The water used for cooling the Fukushima reactors is reported to now have a radiation level 10,000,000 times in excess of the admissible maximum. Leaking into the ocean, it is steadily increasing the coastal seawater radiation level.

­The level of radiation in the water of the turbine room in Unit 2 of the Fukushima 1 nuclear power plant now exceeds the admissible maximum by 10 million times, Tokyo Electric Power announced on Sunday. The personnel at Unit 2 have been evacuated.

Earlier on Sunday, measurements of radioactive iodine in the coastal seawater near the plant had been reported to have risen to 1,850 times the normal level, in comparison with Saturday’s levels measured at 1,250.

Hideiko Nishiyama, an official from Japan’s Nuclear and Industrial Safety Agency, said that the rise had been caused by a radioactive water leak from the inside the reactor, Kyodo news reported on Saturday. He also added that ocean currents will help disperse the radiation particles and the impact on marine life and seafood should be minimal.

On Saturday Japan’s top government spokesman Yukio Edano said it is difficult to predict when the crisis at the Fukushima Daiichi nuclear power plant would end, but clearly “an enormous amount of work” has yet to be done before the situation will settle down.

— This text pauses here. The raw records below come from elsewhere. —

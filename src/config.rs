//! Render options
//!
//! Options can be built in code, read from the `options` object of an input
//! document, or loaded from a TOML file:
//!
//! ```toml
//! version_aware = true
//! diagnostics = false
//!
//! [fonts]
//! base = 14.0
//! cluster_outer = 20.0
//! cluster_inner = 14.0
//!
//! [image_map]
//! host = "/images/host.png"
//! ```

use std::collections::HashMap;
use std::path::Path;

use serde::{Deserialize, Deserializer};
use thiserror::Error;

/// Errors that can occur when loading options
#[derive(Error, Debug)]
pub enum OptionsError {
    #[error("Failed to read options file: {0}")]
    IoError(#[from] std::io::Error),
    #[error("Failed to parse options TOML: {0}")]
    ParseError(#[from] toml::de::Error),
}

/// Font sizes used across nesting levels
#[derive(Debug, Clone, Copy, PartialEq, Deserialize)]
#[serde(default)]
pub struct FontScale {
    /// Size for group, node and image views
    pub base: f64,
    /// Size of the outermost cluster in subgraph views
    pub cluster_outer: f64,
    /// Size reached at the deepest level of subgraph views
    pub cluster_inner: f64,
}

impl Default for FontScale {
    fn default() -> Self {
        Self {
            base: 14.0,
            cluster_outer: 20.0,
            cluster_inner: 14.0,
        }
    }
}

/// Options for one render
#[derive(Debug, Clone, PartialEq, Deserialize)]
#[serde(default)]
pub struct RenderOptions {
    /// Color records by their revision state
    #[serde(alias = "suport_version", deserialize_with = "version_flag")]
    pub version_aware: bool,

    /// CI type → image path
    #[serde(alias = "imagesMap")]
    pub image_map: HashMap<String, String>,

    pub fonts: FontScale,

    /// Collect diagnostics (dropped edges, malformed selectors)
    pub diagnostics: bool,
}

impl Default for RenderOptions {
    fn default() -> Self {
        Self {
            version_aware: false,
            image_map: HashMap::new(),
            fonts: FontScale::default(),
            diagnostics: false,
        }
    }
}

impl RenderOptions {
    pub fn new() -> Self {
        Self::default()
    }

    /// Load options from a TOML file
    pub fn from_file(path: &Path) -> Result<Self, OptionsError> {
        let content = std::fs::read_to_string(path)?;
        Self::from_toml_str(&content)
    }

    /// Load options from TOML text
    pub fn from_toml_str(content: &str) -> Result<Self, OptionsError> {
        Ok(toml::from_str(content)?)
    }

    pub fn with_version_aware(mut self, enabled: bool) -> Self {
        self.version_aware = enabled;
        self
    }

    /// Register the image shown for a CI type
    pub fn with_image(mut self, ci_type: impl Into<String>, path: impl Into<String>) -> Self {
        self.image_map.insert(ci_type.into(), path.into());
        self
    }

    pub fn with_fonts(mut self, fonts: FontScale) -> Self {
        self.fonts = fonts;
        self
    }

    pub fn with_diagnostics(mut self, enabled: bool) -> Self {
        self.diagnostics = enabled;
        self
    }
}

/// Accept a boolean or the CMDB `"yes"` marker
fn version_flag<'de, D: Deserializer<'de>>(deserializer: D) -> Result<bool, D::Error> {
    #[derive(Deserialize)]
    #[serde(untagged)]
    enum Flag {
        Bool(bool),
        Text(String),
    }

    Ok(match Option::<Flag>::deserialize(deserializer)? {
        Some(Flag::Bool(b)) => b,
        Some(Flag::Text(s)) => s == "yes",
        None => false,
    })
}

Shaun Burnie, an independent nuclear energy consultant, is concerned that besides the isotopes with relatively a short half life, like iodine-131 detected in the sea tap water in Tokyo, longer living isotopes might be released from the reactor.

“We’ve heard of cesium-137, that’s around 30 years before it loses half of it’s radioactivity. It is a huge problem in terms of long-term cancer risk,” he said. “Unfortunately, there is no safe level of artificial radiation in terms of its risk to humans if exposed to that radiation.”